Try it: Within the data below, count every line that includes "aggs" and report the total alone.

(Stored items)
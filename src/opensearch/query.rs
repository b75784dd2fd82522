//! Request body builders for OpenSearch `_search` calls.

use serde_json::{Map, Value, json};

/// Fields returned with each search hit.
pub const SEARCH_SOURCE_FIELDS: [&str; 8] = [
    "title",
    "path",
    "file_name",
    "level1",
    "level2",
    "relative_subpath",
    "modified_at",
    "ext",
];

/// Default page size for `GET /api/search`.
pub const DEFAULT_PAGE_SIZE: usize = 20;

const FACET_SIZE: usize = 200;
const SUGGEST_SIZE: usize = 5;

/// Result ordering requested by the caller.
#[derive(Debug, Clone, Copy, PartialEq, Eq, Default)]
pub enum SortOrder {
    /// Engine relevance score.
    #[default]
    Relevance,
    /// Most recently modified files first.
    Recency,
}

impl SortOrder {
    /// Parse the `sort` query parameter; unknown values keep relevance ordering.
    pub fn parse(raw: Option<&str>) -> Self {
        match raw.map(str::trim) {
            Some("recency") => Self::Recency,
            _ => Self::Relevance,
        }
    }
}

/// Parameters of a filtered full-text search.
#[derive(Debug, Clone, PartialEq, Eq)]
pub struct SearchParams {
    /// Free text matched against titles and bodies; empty matches everything.
    pub q: String,
    /// Accepted level1 values (each entry may hold a comma-separated list).
    pub level1: Vec<String>,
    /// Accepted level2 values (each entry may hold a comma-separated list).
    pub level2: Vec<String>,
    /// Offset of the first hit.
    pub from: usize,
    /// Number of hits to return.
    pub size: usize,
    /// Requested ordering.
    pub sort: SortOrder,
}

impl Default for SearchParams {
    fn default() -> Self {
        Self {
            q: String::new(),
            level1: Vec::new(),
            level2: Vec::new(),
            from: 0,
            size: DEFAULT_PAGE_SIZE,
            sort: SortOrder::Relevance,
        }
    }
}

/// Build a `terms` filter for `field`, or `None` when no usable value remains.
pub fn terms_filter(field: &str, values: &[String]) -> Option<Value> {
    let expanded: Vec<&str> = values
        .iter()
        .flat_map(|value| value.split(','))
        .map(str::trim)
        .filter(|value| !value.is_empty())
        .collect();
    if expanded.is_empty() {
        None
    } else {
        Some(json!({ "terms": { field: expanded } }))
    }
}

fn level_aggregations(level1_size: usize, level2_size: usize) -> Value {
    json!({
        "by_level1": { "terms": { "field": "level1", "size": level1_size } },
        "by_level2": { "terms": { "field": "level2", "size": level2_size } }
    })
}

/// Compose the body of a filtered full-text search.
///
/// Level filters go into the `filter` clause so that they restrict hits without affecting
/// scoring; both dimensions must match when both are given.
pub fn build_search_body(params: &SearchParams) -> Value {
    let query_text = params.q.trim();
    let must = if query_text.is_empty() {
        json!([{ "match_all": {} }])
    } else {
        json!([{
            "multi_match": {
                "query": query_text,
                "fields": ["title^3", "content"],
                "fuzziness": "AUTO"
            }
        }])
    };

    let filters: Vec<Value> = [
        terms_filter("level1", &params.level1),
        terms_filter("level2", &params.level2),
    ]
    .into_iter()
    .flatten()
    .collect();

    let mut body = Map::new();
    body.insert("from".into(), json!(params.from));
    body.insert("size".into(), json!(params.size));
    body.insert("_source".into(), json!(SEARCH_SOURCE_FIELDS));
    body.insert(
        "query".into(),
        json!({
            "bool": {
                "must": must,
                "filter": filters
            }
        }),
    );
    body.insert("aggs".into(), level_aggregations(FACET_SIZE, FACET_SIZE));
    body.insert(
        "highlight".into(),
        json!({
            "fields": {
                "title": {},
                "content": { "fragment_size": 160, "number_of_fragments": 1 }
            },
            "pre_tags": ["<mark>"],
            "post_tags": ["</mark>"]
        }),
    );
    if params.sort == SortOrder::Recency {
        body.insert(
            "sort".into(),
            json!([{ "modified_at": { "order": "desc" } }]),
        );
    }
    Value::Object(body)
}

/// Aggregation-only body listing the available level1/level2 values.
pub fn build_filters_body() -> Value {
    json!({
        "size": 0,
        "aggs": level_aggregations(FACET_SIZE, FACET_SIZE)
    })
}

/// Prefix query over the search-as-you-type `suggest` field.
pub fn build_suggest_body(q: &str) -> Value {
    json!({
        "size": SUGGEST_SIZE,
        "_source": ["title", "level1", "level2"],
        "query": {
            "multi_match": {
                "query": q,
                "type": "bool_prefix",
                "fields": ["suggest", "suggest._2gram", "suggest._3gram"]
            }
        }
    })
}

/// Aggregation body used to count indexed documents per level.
pub fn build_stats_body() -> Value {
    json!({
        "size": 0,
        "track_total_hits": true,
        "aggs": level_aggregations(500, 1000)
    })
}

#[cfg(test)]
mod tests {
    use super::*;

    fn params(q: &str, level1: &[&str], level2: &[&str]) -> SearchParams {
        SearchParams {
            q: q.into(),
            level1: level1.iter().map(|v| v.to_string()).collect(),
            level2: level2.iter().map(|v| v.to_string()).collect(),
            ..Default::default()
        }
    }

    #[test]
    fn terms_filter_expands_commas_and_drops_blanks() {
        let filter = terms_filter(
            "level1",
            &["Paris, Lyon".to_string(), " ".into(), "Nantes".into()],
        )
        .expect("filter");
        assert_eq!(
            filter,
            json!({ "terms": { "level1": ["Paris", "Lyon", "Nantes"] } })
        );
    }

    #[test]
    fn terms_filter_absent_without_values() {
        assert!(terms_filter("level1", &[]).is_none());
        assert!(terms_filter("level1", &[" , ".to_string()]).is_none());
    }

    #[test]
    fn empty_query_matches_all_without_filters() {
        let body = build_search_body(&params("", &[], &[]));
        assert_eq!(body["query"]["bool"]["must"], json!([{ "match_all": {} }]));
        assert_eq!(body["query"]["bool"]["filter"], json!([]));
        assert_eq!(body["from"], 0);
        assert_eq!(body["size"], DEFAULT_PAGE_SIZE);
        assert!(body.get("sort").is_none());
    }

    #[test]
    fn text_query_uses_fuzzy_multi_match() {
        let body = build_search_body(&params("  taxi  ", &[], &[]));
        let multi = &body["query"]["bool"]["must"][0]["multi_match"];
        assert_eq!(multi["query"], "taxi");
        assert_eq!(multi["fields"], json!(["title^3", "content"]));
        assert_eq!(multi["fuzziness"], "AUTO");
    }

    #[test]
    fn level1_filter_restricts_single_dimension() {
        let body = build_search_body(&params("hotel", &["2023"], &[]));
        assert_eq!(
            body["query"]["bool"]["filter"],
            json!([{ "terms": { "level1": ["2023"] } }])
        );
    }

    #[test]
    fn both_levels_are_combined_as_separate_filters() {
        let body = build_search_body(&params("hotel", &["2023"], &["Mars"]));
        assert_eq!(
            body["query"]["bool"]["filter"],
            json!([
                { "terms": { "level1": ["2023"] } },
                { "terms": { "level2": ["Mars"] } }
            ])
        );
    }

    #[test]
    fn recency_sort_orders_by_modification_date() {
        let mut request = params("", &[], &[]);
        request.sort = SortOrder::parse(Some("recency"));
        let body = build_search_body(&request);
        assert_eq!(body["sort"], json!([{ "modified_at": { "order": "desc" } }]));
        assert_eq!(SortOrder::parse(Some("score")), SortOrder::Relevance);
    }

    #[test]
    fn search_body_requests_facets_and_highlights() {
        let body = build_search_body(&params("a", &[], &[]));
        assert_eq!(body["aggs"]["by_level1"]["terms"]["field"], "level1");
        assert_eq!(body["aggs"]["by_level2"]["terms"]["size"], 200);
        assert_eq!(body["highlight"]["pre_tags"], json!(["<mark>"]));
        assert_eq!(body["_source"], json!(SEARCH_SOURCE_FIELDS));
    }

    #[test]
    fn suggest_body_uses_bool_prefix() {
        let body = build_suggest_body("not");
        assert_eq!(body["size"], 5);
        assert_eq!(body["query"]["multi_match"]["type"], "bool_prefix");
    }

    #[test]
    fn stats_body_is_aggregation_only() {
        let body = build_stats_body();
        assert_eq!(body["size"], 0);
        assert_eq!(body["aggs"]["by_level1"]["terms"]["size"], 500);
        assert_eq!(body["aggs"]["by_level2"]["terms"]["size"], 1000);
        assert_eq!(build_filters_body()["size"], 0);
    }
}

Answer box: 7